═══ RECORDS TO USE ═══

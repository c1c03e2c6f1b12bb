//! Snapshot fan-out to registered observers.

use std::sync::Arc;

use crossbeam_channel::{unbounded, Receiver, Sender};

use crate::snapshot::PodSnapshot;

/// Handle used to unsubscribe.
#[derive(Debug, Clone, Copy, PartialEq, Eq, Hash)]
pub struct SubscriptionId(u64);

/// Receiving end of a subscription. Snapshots arrive in publish order.
pub struct Subscription {
    pub id: SubscriptionId,
    pub receiver: Receiver<Arc<PodSnapshot>>,
}

impl Subscription {
    /// Drain everything published since the last call, oldest first.
    pub fn drain(&self) -> Vec<Arc<PodSnapshot>> {
        self.receiver.try_iter().collect()
    }

    /// Newest pending snapshot, discarding the ones before it.
    pub fn latest(&self) -> Option<Arc<PodSnapshot>> {
        self.receiver.try_iter().last()
    }
}

/// Registry of observers. Each gets every snapshot, in order.
#[derive(Default)]
pub struct Subscribers {
    next_id: u64,
    senders: Vec<(SubscriptionId, Sender<Arc<PodSnapshot>>)>,
}

impl Subscribers {
    pub fn new() -> Self {
        Self::default()
    }

    pub fn subscribe(&mut self) -> Subscription {
        let id = SubscriptionId(self.next_id);
        self.next_id += 1;
        let (tx, rx) = unbounded();
        self.senders.push((id, tx));
        log::debug!(target: "fanout", "subscriber {:?} registered", id);
        Subscription { id, receiver: rx }
    }

    pub fn unsubscribe(&mut self, id: SubscriptionId) -> bool {
        let before = self.senders.len();
        self.senders.retain(|(sid, _)| *sid != id);
        before != self.senders.len()
    }

    /// Deliver `snapshot` to every live subscriber. Subscribers whose
    /// receiver was dropped are removed.
    pub fn publish(&mut self, snapshot: &Arc<PodSnapshot>) {
        self.senders.retain(|(id, tx)| {
            let alive = tx.send(Arc::clone(snapshot)).is_ok();
            if !alive {
                log::debug!(target: "fanout", "subscriber {:?} dropped", id);
            }
            alive
        });
    }

    pub fn len(&self) -> usize {
        self.senders.len()
    }

    pub fn is_empty(&self) -> bool {
        self.senders.is_empty()
    }
}

#[cfg(test)]
mod tests {
    use super::*;

    fn snap(revision: u64) -> Arc<PodSnapshot> {
        Arc::new(PodSnapshot {
            revision,
            ..Default::default()
        })
    }

    #[test]
    fn delivers_in_publish_order() {
        let mut subs = Subscribers::new();
        let a = subs.subscribe();
        let b = subs.subscribe();
        for r in 1..=3 {
            subs.publish(&snap(r));
        }
        let revs: Vec<u64> = a.drain().iter().map(|s| s.revision).collect();
        assert_eq!(revs, vec![1, 2, 3]);
        assert_eq!(b.latest().map(|s| s.revision), Some(3));
    }

    #[test]
    fn unsubscribe_stops_delivery() {
        let mut subs = Subscribers::new();
        let a = subs.subscribe();
        assert!(subs.unsubscribe(a.id));
        assert!(!subs.unsubscribe(a.id));
        subs.publish(&snap(1));
        assert!(a.drain().is_empty());
    }

    #[test]
    fn dropped_receivers_are_pruned() {
        let mut subs = Subscribers::new();
        let a = subs.subscribe();
        let _b = subs.subscribe();
        drop(a);
        subs.publish(&snap(1));
        assert_eq!(subs.len(), 1);
    }

    #[test]
    fn subscribers_share_the_same_snapshot() {
        let mut subs = Subscribers::new();
        let a = subs.subscribe();
        let b = subs.subscribe();
        let s = snap(7);
        subs.publish(&s);
        let from_a = a.latest().unwrap();
        let from_b = b.latest().unwrap();
        assert!(Arc::ptr_eq(&from_a, &s));
        assert!(Arc::ptr_eq(&from_b, &s));
    }
}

═══

■ **ASSIGNMENT**
The complete data above is to be written out again as it stands.

■ **ANSWER TO THIS PROBLEM**
repository c1c03e2c6f1b12bb
//! Snapshot fan-out to registered observers.

use std::sync::Arc;

use crossbeam_channel::{unbounded, Receiver, Sender};

use crate::snapshot::PodSnapshot;

/// Handle used to unsubscribe.
#[derive(Debug, Clone, Copy, PartialEq, Eq, Hash)]
pub struct SubscriptionId(u64);

/// Receiving end of a subscription. Snapshots arrive in publish order.
pub struct Subscription {
    pub id: SubscriptionId,
    pub receiver: Receiver<Arc<PodSnapshot>>,
}

impl Subscription {
    /// Drain everything published since the last call, oldest first.
    pub fn drain(&self) -> Vec<Arc<PodSnapshot>> {
        self.receiver.try_iter().collect()
    }

    /// Newest pending snapshot, discarding the ones before it.
    pub fn latest(&self) -> Option<Arc<PodSnapshot>> {
        self.receiver.try_iter().last()
    }
}

/// Registry of observers. Each gets every snapshot, in order.
#[derive(Default)]
pub struct Subscribers {
    next_id: u64,
    senders: Vec<(SubscriptionId, Sender<Arc<PodSnapshot>>)>,
}

impl Subscribers {
    pub fn new() -> Self {
        Self::default()
    }

    pub fn subscribe(&mut self) -> Subscription {
        let id = SubscriptionId(self.next_id);
        self.next_id += 1;
        let (tx, rx) = unbounded();
        self.senders.push((id, tx));
        log::debug!(target: "fanout", "subscriber {:?} registered", id);
        Subscription { id, receiver: rx }
    }

    pub fn unsubscribe(&mut self, id: SubscriptionId) -> bool {
        let before = self.senders.len();
        self.senders.retain(|(sid, _)| *sid != id);
        before != self.senders.len()
    }

    /// Deliver `snapshot` to every live subscriber. Subscribers whose
    /// receiver was dropped are removed.
    pub fn publish(&mut self, snapshot: &Arc<PodSnapshot>) {
        self.senders.retain(|(id, tx)| {
            let alive = tx.send(Arc::clone(snapshot)).is_ok();
            if !alive {
                log::debug!(target: "fanout", "subscriber {:?} dropped", id);
            }
            alive
        });
    }

    pub fn len(&self) -> usize {
        self.senders.len()
    }

    pub fn is_empty(&self) -> bool {
        self.senders.is_empty()
    }
}

#[cfg(test)]
mod tests {
    use super::*;

    fn snap(revision: u64) -> Arc<PodSnapshot> {
        Arc::new(PodSnapshot {
            revision,
            ..Default::default()
        })
    }

    #[test]
    fn delivers_in_publish_order() {
        let mut subs = Subscribers::new();
        let a = subs.subscribe();
        let b = subs.subscribe();
        for r in 1..=3 {
            subs.publish(&snap(r));
        }
        let revs: Vec<u64> = a.drain().iter().map(|s| s.revision).collect();
        assert_eq!(revs, vec![1, 2, 3]);
        assert_eq!(b.latest().map(|s| s.revision), Some(3));
    }

    #[test]
    fn unsubscribe_stops_delivery() {
        let mut subs = Subscribers::new();
        let a = subs.subscribe();
        assert!(subs.unsubscribe(a.id));
        assert!(!subs.unsubscribe(a.id));
        subs.publish(&snap(1));
        assert!(a.drain().is_empty());
    }

    #[test]
    fn dropped_receivers_are_pruned() {
        let mut subs = Subscribers::new();
        let a = subs.subscribe();
        let _b = subs.subscribe();
        drop(a);
        subs.publish(&snap(1));
        assert_eq!(subs.len(), 1);
    }

    #[test]
    fn subscribers_share_the_same_snapshot() {
        let mut subs = Subscribers::new();
        let a = subs.subscribe();
        let b = subs.subscribe();
        let s = snap(7);
        subs.publish(&s);
        let from_a = a.latest().unwrap();
        let from_b = b.latest().unwrap();
        assert!(Arc::ptr_eq(&from_a, &s));
        assert!(Arc::ptr_eq(&from_b, &s));
    }
}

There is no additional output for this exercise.